- Location: Medford, Oregon, U.S.
- Date: December 4, 1995; 30 years ago
- Attack type: Murder, violence against LGBT people
- Victims: Roxanne Ellis, aged 53 Michelle Abdill, aged 42
- Perpetrator: Robert Acremant
- Convictions: Aggravated murder Kidnapping Robbery
- Sentence: Death penalty by lethal injection

= Murders of Roxanne Ellis and Michelle Abdill =

American murder victims

Roxanne Ellis (November 4, 1942 – December 4, 1995) and Michelle Abdill (July 8, 1953 – December 4, 1995) were a lesbian couple, murdered in Medford, Oregon, by Robert Acremant.

==Background==
In 1990, after enduring increasing homophobia in Colorado, Michelle Abdill and Roxanne Ellis moved from Colorado Springs, Colorado, to Medford, Oregon. The couple met in Colorado, where Ellis—divorced with two children—worked as an obstetrics nurse. Abdill got a job in the same doctor's office, and they eventually became life-partners.
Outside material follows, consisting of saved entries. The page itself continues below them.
//! Command Log Module
//!
//! Durable, ordered, append-only sequence of mutation records.
//!
//! ## Responsibilities
//! - Append records so they survive a crash before the caller gets a reply
//! - Replay every acknowledged record, in insertion order, on startup
//! - Tolerate a single trailing partial frame (file backend) as a crash
//!   artifact; treat every other decode failure as unrecoverable
//!
//! ## Backends
//! Two interchangeable backends with identical externally observable
//! semantics:
//! - [`FileLog`]: length-prefixed JSON frames in a single regular file,
//!   flushed and fsynced after every record
//! - [`DbLog`]: rows in an embedded redb database, one integer-keyed table,
//!   fully synchronous commit on every insert

mod db;
mod file;
mod frame;

pub use db::{DbLog, DB_FILE_NAME};
pub use file::{FileLog, LOG_FILE_NAME};
pub use frame::{decode_frame, encode_frame, MAX_FRAME_PAYLOAD};

use crate::config::{Config, LogBackend};
use crate::error::Result;
use crate::record::MutationRecord;

/// The command log, generic over the durability backend
#[derive(Debug)]
pub enum CommandLog {
    File(FileLog),
    Db(DbLog),
}

impl CommandLog {
    /// Open the backend selected by the config, creating durable state under
    /// the config's data directory as needed
    pub fn open(config: &Config) -> Result<Self> {
        match config.backend {
            LogBackend::FramedFile => Ok(CommandLog::File(FileLog::open(&config.data_dir)?)),
            LogBackend::Database => Ok(CommandLog::Db(DbLog::open(&config.data_dir)?)),
        }
    }

    /// Durably append one record
    ///
    /// On return the record is guaranteed recoverable. On error nothing may
    /// be assumed about the record, and the caller must not mutate the index.
    pub fn append(&mut self, record: &MutationRecord) -> Result<()> {
        match self {
            CommandLog::File(log) => log.append(record),
            CommandLog::Db(log) => log.append(record),
        }
    }

    /// Drain every previously acknowledged record, in insertion order,
    /// through `visit`
    ///
    /// Returns the number of records recovered. After replay the log is
    /// positioned so that subsequent appends continue at the true end.
    pub fn replay<F>(&mut self, visit: F) -> Result<u64>
    where
        F: FnMut(MutationRecord),
    {
        match self {
            CommandLog::File(log) => log.replay(visit),
            CommandLog::Db(log) => log.replay(visit),
        }
    }
}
The couple started a successful property management business and were elected to the board of their church. They spent their spare time restoring their old Craftsman-style house and visiting Ellis's three-year-old granddaughter. They also worked as activists, fighting two Oregon state ballot initiatives in 1992 and 1993; Measure 9 intended to amend the state constitution to declare homosexuality "abnormal, wrong, unnatural and perverse," and Measure 19 intended to restrict library access for materials related to homosexuality.
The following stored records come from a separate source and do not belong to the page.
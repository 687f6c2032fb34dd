//! Protocol Module
//!
//! Defines the wire protocol for client-server communication.
//!
//! ## Protocol Format (Simple Binary)
//!
//! ### Request Format
//! ```text
//! ┌──────────┬──────────┬─────────────────────────────┐
//! │ Cmd (1)  │ Len (4)  │         Payload             │
//! └──────────┴──────────┴─────────────────────────────┘
//! ```
//!
//! ### Commands
//! - 0x01: GET    - Payload: key_len (4) + key
//! - 0x02: PUT    - Payload: key_len (4) + key + value
//! - 0x03: DELETE - Payload: key_len (4) + key
//! - 0x04: SWAP   - Payload: key_len (4) + key + value
//! - 0x05: SCAN   - Payload: start_len (4) + start_key + end_key
//! - 0x06: PING   - Payload: empty
//!
//! ### Response Format
//! ```text
//! ┌──────────┬──────────┬─────────────────────────────┐
//! │Status(1) │ Len (4)  │         Payload             │
//! └──────────┴──────────┴─────────────────────────────┘
//! ```
//!
//! ### Status Codes
//! - 0x00: OK
//! - 0x01: NOT_FOUND
//! - 0x02: ERROR
//!
//! All keys and values are UTF-8 strings; the decoder rejects anything else
//! before a request reaches the engine.

mod codec;
mod command;
mod response;

pub use codec::{
    decode_command, decode_pairs, decode_response, encode_command, encode_pairs, encode_response,
    read_command, read_response, write_command, write_response,
};
pub use command::{Command, CommandType};
pub use response::{Response, Status};
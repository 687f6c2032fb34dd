//! Benchmarks for RangeKV engine operations

use criterion::{criterion_group, criterion_main, Criterion};
use rangekv::{Config, Engine, LogBackend};
use tempfile::TempDir;

fn engine_benchmarks(c: &mut Criterion) {
    let dir = TempDir::new().unwrap();
    let config = Config::builder()
        .data_dir(dir.path())
        .backend(LogBackend::FramedFile)
        .build();
    let engine = Engine::open(&config).unwrap();

    for i in 0..1000 {
        engine
            .put(format!("key{i:04}"), format!("value{i}"))
            .unwrap();
    }

    c.bench_function("put_fsync", |b| {
        let mut n = 0u64;
        b.iter(|| {
            n += 1;
            engine
                .put(format!("key{:04}", n % 1000), "updated".to_string())
                .unwrap();
        })
    });

    c.bench_function("get_hit", |b| {
        b.iter(|| engine.get("key0500").unwrap())
    });

    c.bench_function("scan_100", |b| {
        b.iter(|| engine.scan("key0400", "key0499").unwrap())
    });
}

criterion_group!(benches, engine_benchmarks);
criterion_main!(benches);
At the time of their murders, Ellis and Abdill had been together for 12 years.

==Murders==
On December 4, 1995, Ellis, 53, went to an appointment with 27-year-old Robert Acremant to show him an apartment. Police believed the appointment was made earlier that day. Ellis allegedly called her daughter, Lorri, at 4:00 p.m. to tell her she was going shopping.

Abdill, 42, left the office at 5:00 p.m. saying that she was leaving to help Ellis jump start her car after receiving a call that the car would not start. Later, Ellis's daughter drove over to the apartment complex where her mother was going to show the apartment and saw her mother's pickup. She said it pulled away from her when she tried to follow it.

Ellis and Abdill were not seen again until their bodies were discovered four days later in the back of Ellis's pickup truck, after a cable TV worker reported the vehicle to police. Both women had been bound and gagged, and shot in the head. The bodies were wrapped in drapes and covered by cardboard boxes.

==Publicity and arrest==
The discovery of the bodies caused concern in the local gay community. The couple's activism on gay rights issues, and records of an earlier threat against them, roused suspicion that they had fallen victim to a hate crime. The National Gay and Lesbian Task Force wrote to Attorney General Janet Reno to request that the United States Department of Justice assist local authorities in their investigation. The letter cited the Justice Department's guidelines, which said a crime motivated by bias "in whole or in part" should be considered a hate crime.

The nature of the crime, and the couple's activism, led to widespread publicity about the case. Police publicized a composite sketch of the suspect based on a description of a witness who had seen a man–Acremant–park Ellis' truck and walk away.

The media coverage of the murders reached Acremant's mother, who had moved to Medford three weeks earlier with her son. Believing her son had committed the murders, she called a police tip line and told police of her suspicion, based on her son's behavior and his resemblance to the composite sketch. She also showed police the labels of cardboard boxes used during her move to Medford with Acremant. Police matched the address labels to those on the boxes used to cover the women's bodies.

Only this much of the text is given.